Recognizing Achievement as Advocacy

By Barb Whitney

More than half a year has passed since the state’s declaration of emergency, and despite the global pandemic, economic crisis, and ongoing struggles against racial inequity, at MAEIA we’ve been working diligently to support and inspire our arts education colleagues statewide and nationally to address many of our current challenges. Recently, I revisited author Austin Kleon’s advocacy work that was shared at the RE-Ignite gathering last June and found it inspiring and motivating.

At that virtual meeting arts education stakeholders were encouraged to become advocates of excellent work by sharing their successes. The beginning of the school year has no doubt been rocky, but focusing on achievements, no matter their size, is one way to advocate for our students and ourselves at this crazy recalibration of teaching and learning.

Leaning into the creative work of Austin Kleon, I have pondered some worthy questions:

  • How can you share your inspiration and inspire others?
  • What arts education success stories resonate with you?
  • How might students share their own success stories?

Austin Kleon inspires creativity in others and encourages the practice of celebrating successes as a tool for professional growth. Inspired by his ideas, here is an Arts Education Advocacy Toolkit. We hope it motivates you to celebrate and share the good work. And remember, here at MAEIA we continue to support and celebrate you as you navigate through the current changing world of education.

Arts Education Advocacy Toolkit

Map Your Own Ecosystem: Define what role you want creativity and the arts to play in your own teaching and learning experience. Seek out opportunities to engage with and educate: students, artists, teachers, parents, community members, businesses, administrators, and elected officials. Who do you know that you want to collaborate with? What creative act is currently calling to you?

Create Opportunities for Student Voice: Give students the agency to tell their own stories of success and simultaneously enhance their self-confidence. Use MAEIA performance assessments to benefit students: keep kids creating, honor the content area AND the child, and support student voice. Could you create a blog for your students, offer opportunities for them to exhibit or perform externally, or publish their work?

Demonstrate Your Effectiveness: In the shifting landscape of education, become empowered by demonstrating your effectiveness. Educate, inform, and share successes by connecting to scoring/reporting data needed to understand and share efficacy. Through data, could you tell your story of student successes to your colleagues and principal, who then becomes your champion for additional connections and resources?

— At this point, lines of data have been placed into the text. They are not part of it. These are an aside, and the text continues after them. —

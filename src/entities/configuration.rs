//! System configuration record type

use chrono::NaiveDate;
use serde::{Deserialize, Serialize};

use crate::core::entity::Record;
use crate::core::identity::{deserialize_lenient_id, RecordId, RecordKind};

/// Functional area a configuration setting belongs to
#[derive(Debug, Clone, Copy, PartialEq, Eq, PartialOrd, Ord, Default, Serialize, Deserialize)]
pub enum ConfigCategory {
    Security,
    Integration,
    Performance,
    Backup,
    #[default]
    #[serde(other)]
    Other,
}

impl std::fmt::Display for ConfigCategory {
    fn fmt(&self, f: &mut std::fmt::Formatter<'_>) -> std::fmt::Result {
        let s = match self {
            ConfigCategory::Security => "Security",
            ConfigCategory::Integration => "Integration",
            ConfigCategory::Performance => "Performance",
            ConfigCategory::Backup => "Backup",
            ConfigCategory::Other => "Other",
        };
        write!(f, "{}", s)
    }
}

impl std::str::FromStr for ConfigCategory {
    type Err = String;

    fn from_str(s: &str) -> Result<Self, Self::Err> {
        match s.to_lowercase().as_str() {
            "security" => Ok(ConfigCategory::Security),
            "integration" => Ok(ConfigCategory::Integration),
            "performance" => Ok(ConfigCategory::Performance),
            "backup" => Ok(ConfigCategory::Backup),
            "other" => Ok(ConfigCategory::Other),
            _ => Err(format!("Unknown config category: {}", s)),
        }
    }
}

/// Declared value type of a configuration setting
#[derive(Debug, Clone, Copy, PartialEq, Eq, Default, Serialize, Deserialize)]
pub enum SettingType {
    #[default]
    String,
    Integer,
    Boolean,
    #[serde(rename = "JSON")]
    Json,
    #[serde(other)]
    Unknown,
}

impl std::fmt::Display for SettingType {
    fn fmt(&self, f: &mut std::fmt::Formatter<'_>) -> std::fmt::Result {
        let s = match self {
            SettingType::String => "String",
            SettingType::Integer => "Integer",
            SettingType::Boolean => "Boolean",
            SettingType::Json => "JSON",
            SettingType::Unknown => "Unknown",
        };
        write!(f, "{}", s)
    }
}

/// A system-wide configuration setting.
///
/// `requires_restart` is descriptive metadata only; nothing in gcPanel acts
/// on it.
#[derive(Debug, Clone, Serialize, Deserialize)]
pub struct SystemConfiguration {
    /// Display id (CFG-YYYY-NNN), assigned on create
    #[serde(
        default,
        deserialize_with = "deserialize_lenient_id",
        skip_serializing_if = "Option::is_none"
    )]
    pub id: Option<RecordId>,

    /// Functional area
    #[serde(default)]
    pub category: ConfigCategory,

    /// Human-readable setting name
    pub name: String,

    /// Dotted setting key, e.g. "password_policy.min_length"
    pub setting_key: String,

    /// Current value, stored as a string
    #[serde(default, skip_serializing_if = "String::is_empty")]
    pub setting_value: String,

    /// Declared value type
    #[serde(default)]
    pub setting_type: SettingType,

    /// What the setting controls
    #[serde(default, skip_serializing_if = "String::is_empty")]
    pub description: String,

    /// Whether the setting must have a value
    #[serde(default)]
    pub is_required: bool,

    /// Value applied when none is set
    #[serde(default, skip_serializing_if = "String::is_empty")]
    pub default_value: String,

    /// Whether changing the setting needs an admin
    #[serde(default)]
    pub requires_admin: bool,

    /// Whether a change takes effect only after restart (descriptive only)
    #[serde(default)]
    pub requires_restart: bool,

    /// Deployment environment the setting applies to
    #[serde(default, skip_serializing_if = "String::is_empty")]
    pub environment: String,

    /// Who last changed the setting
    #[serde(default, skip_serializing_if = "String::is_empty")]
    pub last_modified_by: String,

    /// Why the setting was last changed
    #[serde(default, skip_serializing_if = "String::is_empty")]
    pub change_reason: String,

    /// Creation date stamp
    #[serde(default, skip_serializing_if = "Option::is_none")]
    pub created_at: Option<NaiveDate>,

    /// Last-updated date stamp
    #[serde(default, skip_serializing_if = "Option::is_none")]
    pub updated_at: Option<NaiveDate>,
}

impl SystemConfiguration {
    /// Create a new configuration record with no id (the store assigns one)
    pub fn new(
        category: ConfigCategory,
        name: String,
        setting_key: String,
        setting_value: String,
    ) -> Self {
        Self {
            id: None,
            category,
            name,
            setting_key,
            setting_value,
            setting_type: SettingType::default(),
            description: String::new(),
            is_required: false,
            default_value: String::new(),
            requires_admin: false,
            requires_restart: false,
            environment: "Production".to_string(),
            last_modified_by: String::new(),
            change_reason: String::new(),
            created_at: None,
            updated_at: None,
        }
    }
}

impl Record for SystemConfiguration {
    const KIND: RecordKind = RecordKind::Configuration;

    fn id(&self) -> Option<&RecordId> {
        self.id.as_ref()
    }

    fn set_id(&mut self, id: RecordId) {
        self.id = Some(id);
    }

    fn created_at(&self) -> Option<NaiveDate> {
        self.created_at
    }

    fn set_created_at(&mut self, date: Option<NaiveDate>) {
        self.created_at = date;
    }

    fn set_updated_at(&mut self, date: NaiveDate) {
        self.updated_at = Some(date);
    }
}

#[cfg(test)]
mod tests {
    use super::*;

    #[test]
    fn test_configuration_json_roundtrip() {
        let cfg = SystemConfiguration::new(
            ConfigCategory::Security,
            "Password Policy".to_string(),
            "password_policy.min_length".to_string(),
            "12".to_string(),
        );
        let json = serde_json::to_string(&cfg).unwrap();
        let parsed: SystemConfiguration = serde_json::from_str(&json).unwrap();
        assert_eq!(parsed.category, ConfigCategory::Security);
        assert_eq!(parsed.setting_key, cfg.setting_key);
    }

    #[test]
    fn test_unknown_category_falls_back_to_other() {
        let json = r#"{"name": "X", "setting_key": "k", "category": "Telemetry"}"#;
        let parsed: SystemConfiguration = serde_json::from_str(json).unwrap();
        assert_eq!(parsed.category, ConfigCategory::Other);
    }
}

Network with Your Peers: Benefit from arts education networking via cross-promotion, learning, collaboration, and more. Use collaborative scoring through MAEIA to intrinsically support the value proposition of arts education: prove merit via metrics and data. Use this as a vehicle for storytelling. Could you build your own support network of colleagues to inspire and learn from outside of your district?

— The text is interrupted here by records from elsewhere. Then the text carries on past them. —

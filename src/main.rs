use clap::Parser;
use miette::Result;
use gcpanel::cli::{Cli, Commands};

fn main() -> Result<()> {
    // Reset SIGPIPE to default behavior (terminate silently) for proper Unix piping.
    // Without this, piping to `head`, `grep -q`, etc. causes a panic on broken pipe.
    // This is standard practice for CLI tools that output to stdout.
    #[cfg(unix)]
    {
        unsafe {
            libc::signal(libc::SIGPIPE, libc::SIG_DFL);
        }
    }
    // Install miette's fancy error handler for beautiful diagnostics
    miette::set_hook(Box::new(|_| {
        Box::new(
            miette::MietteHandlerOpts::new()
                .terminal_links(true)
                .unicode(true)
                .context_lines(2)
                .tab_width(4)
                .build(),
        )
    }))?;

    let cli = Cli::parse();
    let global = cli.global;

    match cli.command {
        Commands::Init(args) => gcpanel::cli::commands::init::run(args),
        Commands::Contract(cmd) => gcpanel::cli::commands::contract::run(cmd, &global),
        Commands::Co(cmd) => gcpanel::cli::commands::change_order::run(cmd, &global),
        Commands::Sub(cmd) => gcpanel::cli::commands::subcontract::run(cmd, &global),
        Commands::Invoice(cmd) => gcpanel::cli::commands::invoice::run(cmd, &global),
        Commands::Settings(cmd) => gcpanel::cli::commands::settings::run(cmd, &global),
        Commands::Status(args) => gcpanel::cli::commands::status::run(args, &global),
        Commands::Completions(args) => gcpanel::cli::commands::completions::run(args),
    }
}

Think Bigger: Consider possible relationships, collaborations, and calls to action for allies outside your classroom. How can you collaborate with professional artists, fellow teachers, or arts and cultural agencies? Could you cross-promote to parents with teachers in your school? Could you develop support from a local business to showcase student successes?

Become an Advocate for Change: Enlist your networks to tell student success stories by sharing them via word-of-mouth, in online spaces, and in your community. Actively advocate for the value of the arts with administrators and school colleagues. Could you represent the arts by becoming involved in your school’s budget, scheduling, or curriculum meetings?

Join the Movement Statewide and Nationally: Create connections and influence by becoming involved at the state and national levels. Stay connected and informed on a national level at Americans for the Arts. On a state level check out the Michigan Council for Arts and Cultural Affairs. Are you part of your statewide or national arts education association? Could you join advocacy day at the state or national level to speak with your elected officials, and bring this skill set back to your local community?

Barb Whitney serves as Executive Director for the Lansing Art Gallery and Education Center, on the faculty in two departments at Michigan State University, and as a MAEIA Leadership Associate.